Su tránsito por cada signo del zodíaco, propone un interrogatorio profundo sobre la esencia del mismo, obligando a llegar al fondo de la bolsa, a observar descarnadamente el esqueleto que sustenta el cuerpo, prescindiendo de adornos y maquillajes. Plutón parece increparlos obligándolos a mostrar lo que mantienen escondido.

Es interesante señalar que el colectivo astrológico tiende a una versión de Plutón ciertamente apocalíptica en lo individual y un tanto naif en el colectivo.

Así en su tránsito por Sagitario (1995/2008) fue frecuente leer interpretaciones al estilo de “corrientes ecuménicas aunando las distintas religiones”. En concreto sucedió casi lo opuesto, el aumento de los fundamentalismos -cristiano, judío y musulmán- convirtió al prójimo en una amenaza y a la hospitalidad hacia el extranjero en una pieza arqueológica.

En cuanto a su actual tránsito por Capricornio (1998/2023) variadas voces anunciaron un mismo discurso: los crujidos que se escucharían en las estructuras del poder, que resquebrajadas y obsoletas caerían por el suelo. Más allá de la expresión de deseos, cada vez se perciben a las grandes potencias más abroqueladas y depredadoras, mientras el gran capital financiero ejerce su poder sobre países como si fuesen cartones coloridos de algún juego de mesa.

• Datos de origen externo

use crate::domain::model::RunSummary;
use crate::utils::error::{Result, TriageError};
use chrono::{DateTime, Utc};
use std::sync::atomic::{AtomicBool, Ordering};
use std::sync::Arc;

/// 使用者上傳的原始檔案
#[derive(Debug, Clone)]
pub struct InputFile {
    pub name: String,
    pub media_type: Option<String>,
    pub bytes: Vec<u8>,
}

impl InputFile {
    pub fn new(name: impl Into<String>, bytes: Vec<u8>) -> Self {
        Self {
            name: name.into(),
            media_type: None,
            bytes,
        }
    }

    pub fn with_media_type(mut self, media_type: impl Into<String>) -> Self {
        self.media_type = Some(media_type.into());
        self
    }

    pub fn extension(&self) -> Option<String> {
        std::path::Path::new(&self.name)
            .extension()
            .and_then(|ext| ext.to_str())
            .map(|ext| ext.to_ascii_lowercase())
    }
}

#[derive(Debug, Clone, Copy, PartialEq, Eq)]
pub enum SessionState {
    Ready,
    Running,
    Completed,
    Failed,
    Cancelled,
}

impl std::fmt::Display for SessionState {
    fn fmt(&self, f: &mut std::fmt::Formatter<'_>) -> std::fmt::Result {
        let label = match self {
            SessionState::Ready => "ready",
            SessionState::Running => "running",
            SessionState::Completed => "completed",
            SessionState::Failed => "failed",
            SessionState::Cancelled => "cancelled",
        };
        f.write_str(label)
    }
}

/// 可跨 task 傳遞的取消旗標；只在兩筆紀錄之間檢查
#[derive(Debug, Clone, Default)]
pub struct CancelHandle {
    flag: Arc<AtomicBool>,
}

impl CancelHandle {
    pub fn cancel(&self) {
        self.flag.store(true, Ordering::SeqCst);
    }

    pub fn is_cancelled(&self) -> bool {
        self.flag.load(Ordering::SeqCst)
    }

    fn clear(&self) {
        self.flag.store(false, Ordering::SeqCst);
    }
}

/// 一次上傳到下載的生命週期。由呼叫端持有，每次新上傳就建立新的 session。
#[derive(Debug)]
pub struct UploadSession {
    id: String,
    input: InputFile,
    state: SessionState,
    cancel: CancelHandle,
    created_at: DateTime<Utc>,
    summary: Option<RunSummary>,
    output_path: Option<String>,
}

impl UploadSession {
    pub fn new(input: InputFile) -> Self {
        let created_at = Utc::now();
        let stem: String = input
            .name
            .chars()
            .map(|c| if c.is_ascii_alphanumeric() { c } else { '_' })
            .collect();
        Self {
            id: format!("{}-{}", created_at.format("%Y%m%dT%H%M%S%.3f"), stem),
            input,
            state: SessionState::Ready,
            cancel: CancelHandle::default(),
            created_at,
            summary: None,
            output_path: None,
        }
    }

    pub fn id(&self) -> &str {
        &self.id
    }

    pub fn input(&self) -> &InputFile {
        &self.input
    }

    pub fn state(&self) -> SessionState {
        self.state
    }

    pub fn created_at(&self) -> DateTime<Utc> {
        self.created_at
    }

    pub fn summary(&self) -> Option<&RunSummary> {
        self.summary.as_ref()
    }

    pub fn output_path(&self) -> Option<&str> {
        self.output_path.as_deref()
    }

    pub fn cancel_handle(&self) -> CancelHandle {
        self.cancel.clone()
    }

    pub fn is_cancelled(&self) -> bool {
        self.cancel.is_cancelled()
    }

    /// 只有 Ready 狀態可以開始；同一個 session 不允許重複執行
    pub fn begin(&mut self) -> Result<()> {
        if self.state != SessionState::Ready {
            return Err(TriageError::SessionBusy {
                session_id: self.id.clone(),
                state: self.state.to_string(),
            });
        }
        self.state = SessionState::Running;
        Ok(())
    }

    pub fn complete(&mut self, summary: RunSummary, output_path: String) {
        self.state = SessionState::Completed;
        self.summary = Some(summary);
        self.output_path = Some(output_path);
    }

    /// 取消的執行不輸出檔案，但保留摘要供呼叫端查看
    pub fn mark_cancelled(&mut self, summary: RunSummary) {
        self.state = SessionState::Cancelled;
        self.summary = Some(summary);
        self.output_path = None;
    }

    pub fn fail(&mut self) {
        self.state = SessionState::Failed;
    }

    /// 丟棄上一次執行的結果，保留同一份輸入
    pub fn reset(&mut self) {
        self.state = SessionState::Ready;
        self.summary = None;
        self.output_path = None;
        self.cancel.clear();
    }
}
use clap::Parser;
use feedback_triage::core::Predictor;
use feedback_triage::utils::error::{ErrorSeverity, TriageError};
use feedback_triage::utils::{logger, validation::Validate};
use feedback_triage::{
    BulkPipeline, CliConfig, HttpPredictor, InputFile, KeywordFallbackPredictor, LocalStorage,
    TriageConfig, TriageEngine, UploadSession,
};
use std::sync::Arc;

#[tokio::main]
async fn main() {
    let cli = CliConfig::parse();

    // 初始化日誌
    if cli.log_json {
        logger::init_json_logger(cli.verbose);
    } else {
        logger::init_cli_logger(cli.verbose);
    }

    tracing::info!("Starting feedback-triage");
    if cli.verbose {
        tracing::debug!("CLI config: {:?}", cli);
    }

    if let Err(e) = run(&cli).await {
        tracing::error!(
            "❌ Run failed: {} (Category: {:?}, Severity: {:?})",
            e,
            e.category(),
            e.severity()
        );
        tracing::error!("💡 Recovery suggestion: {}", e.recovery_suggestion());

        eprintln!("❌ {}", e.user_friendly_message());
        eprintln!("💡 建議: {}", e.recovery_suggestion());

        // 根據錯誤嚴重程度決定退出碼
        let exit_code = match e.severity() {
            ErrorSeverity::Low => 0,
            ErrorSeverity::Medium => 2,
            ErrorSeverity::High => 1,
            ErrorSeverity::Critical => 3,
        };

        if exit_code > 0 {
            std::process::exit(exit_code);
        }
    }
}

async fn run(cli: &CliConfig) -> Result<(), TriageError> {
    let config = cli.resolve()?;
    if let Err(e) = config.validate() {
        tracing::error!("❌ Configuration validation failed: {}", e);
        return Err(e);
    }

    let bytes = tokio::fs::read(&cli.input)
        .await
        .map_err(|e| TriageError::UnreadableFile {
            file: cli.input.clone(),
            reason: e.to_string(),
        })?;
    let name = std::path::Path::new(&cli.input)
        .file_name()
        .and_then(|n| n.to_str())
        .unwrap_or(&cli.input)
        .to_string();
    let mut input = InputFile::new(name, bytes);
    if let Some(media_type) = &cli.media_type {
        input = input.with_media_type(media_type.clone());
    }

    let predictor = select_predictor(&config, cli.skip_health_check).await?;
    tracing::info!("🔌 Using '{}' predictor", predictor.name());

    let storage = LocalStorage::new(config.export.output_path.clone());
    let pipeline = BulkPipeline::new(storage, config, predictor);
    let engine = TriageEngine::new(pipeline);

    let mut session = UploadSession::new(input);
    let cancel = session.cancel_handle();
    tokio::spawn(async move {
        if tokio::signal::ctrl_c().await.is_ok() {
            tracing::warn!("🛑 Interrupt received, stopping after the current record");
            cancel.cancel();
        }
    });

    let report = engine.run(&mut session).await?;

    tracing::info!("✅ Run completed successfully!");
    println!("✅ {}", report.summary);
    if report.summary.failed > 0 {
        println!(
            "⚠️ {} failed of {}",
            report.summary.failed, report.summary.total
        );
        for failure in &report.summary.failures {
            println!("   - record {}: {}", failure.index, failure.message);
        }
    }
    println!("📁 Output saved to: {}", report.output_path);

    Ok(())
}

/// 服務未就緒時依設定改用本地規則，否則中止
async fn select_predictor(
    config: &TriageConfig,
    skip_health_check: bool,
) -> Result<Arc<dyn Predictor>, TriageError> {
    let http = HttpPredictor::new(config)?;
    if skip_health_check {
        return Ok(Arc::new(http));
    }

    match http.ensure_ready().await {
        Ok(_) => Ok(Arc::new(http)),
        Err(e) if config.fallback.enabled => {
            tracing::warn!("⚠️ {}; falling back to keyword rules", e);
            Ok(Arc::new(KeywordFallbackPredictor::new(&config.fallback)))
        }
        Err(e) => Err(e),
    }
}
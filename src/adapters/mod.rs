// Adapters layer: concrete implementations of the domain ports.

pub mod fallback;
pub mod http;
pub mod storage;
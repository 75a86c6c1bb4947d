use crate::utils::error::{Result, TriageError};
use url::Url;

pub trait Validate {
    fn validate(&self) -> Result<()>;
}

fn invalid(field_name: &str, value: impl ToString, reason: impl Into<String>) -> TriageError {
    TriageError::InvalidConfigValueError {
        field: field_name.to_string(),
        value: value.to_string(),
        reason: reason.into(),
    }
}

pub fn validate_url(field_name: &str, url_str: &str) -> Result<()> {
    if url_str.is_empty() {
        return Err(invalid(field_name, url_str, "URL cannot be empty"));
    }

    match Url::parse(url_str) {
        Ok(url) => match url.scheme() {
            "http" | "https" => Ok(()),
            scheme => Err(invalid(
                field_name,
                url_str,
                format!("Unsupported URL scheme: {}", scheme),
            )),
        },
        Err(e) => Err(invalid(
            field_name,
            url_str,
            format!("Invalid URL format: {}", e),
        )),
    }
}

pub fn validate_path(field_name: &str, path: &str) -> Result<()> {
    if path.is_empty() {
        return Err(invalid(field_name, path, "Path cannot be empty"));
    }

    if path.contains('\0') {
        return Err(invalid(field_name, path, "Path contains null bytes"));
    }

    Ok(())
}

pub fn validate_non_empty_string(field_name: &str, value: &str) -> Result<()> {
    if value.trim().is_empty() {
        return Err(invalid(
            field_name,
            value,
            "Value cannot be empty or whitespace-only",
        ));
    }
    Ok(())
}

pub fn validate_non_empty_list(field_name: &str, values: &[String]) -> Result<()> {
    if values.iter().all(|v| v.trim().is_empty()) {
        return Err(invalid(
            field_name,
            format!("{:?}", values),
            "At least one non-empty entry is required",
        ));
    }
    Ok(())
}

pub fn validate_range<T: PartialOrd + std::fmt::Display + Copy>(
    field_name: &str,
    value: T,
    min: T,
    max: T,
) -> Result<()> {
    if value < min || value > max {
        return Err(invalid(
            field_name,
            value,
            format!("Value must be between {} and {}", min, max),
        ));
    }
    Ok(())
}

#[cfg(test)]
mod tests {
    use super::*;

    #[test]
    fn test_validate_url() {
        assert!(validate_url("api.endpoint", "https://example.com").is_ok());
        assert!(validate_url("api.endpoint", "http://localhost:8000").is_ok());
        assert!(validate_url("api.endpoint", "").is_err());
        assert!(validate_url("api.endpoint", "invalid-url").is_err());
        assert!(validate_url("api.endpoint", "ftp://example.com").is_err());
    }

    #[test]
    fn test_validate_range() {
        assert!(validate_range("processing.concurrency", 1, 1, 8).is_ok());
        assert!(validate_range("processing.concurrency", 8, 1, 8).is_ok());
        assert!(validate_range("processing.concurrency", 0, 1, 8).is_err());
        assert!(validate_range("processing.concurrency", 9, 1, 8).is_err());
    }

    #[test]
    fn test_validate_non_empty_list() {
        let keywords = vec!["comment".to_string()];
        assert!(validate_non_empty_list("ingest.text_column_keywords", &keywords).is_ok());

        let blank = vec!["  ".to_string()];
        assert!(validate_non_empty_list("ingest.text_column_keywords", &blank).is_err());
        assert!(validate_non_empty_list("ingest.text_column_keywords", &[]).is_err());
    }

    #[test]
    fn test_validate_path() {
        assert!(validate_path("export.output_path", "./output").is_ok());
        assert!(validate_path("export.output_path", "").is_err());
        assert!(validate_path("export.output_path", "bad\0path").is_err());
    }
}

Es una posibilidad -pero no una certeza- que de tanto salir a la luz los resortes ocultos, terminen saltando por el aire. Pero a juzgar por la carencia de espíritu crítico de la época sumado al dominio hegemónico de los medios de comunicación, se corre el riesgo de terminar naturalizando un mundo de países pobre y ricos poblados por ciudadanos multimillonarios e indigentes.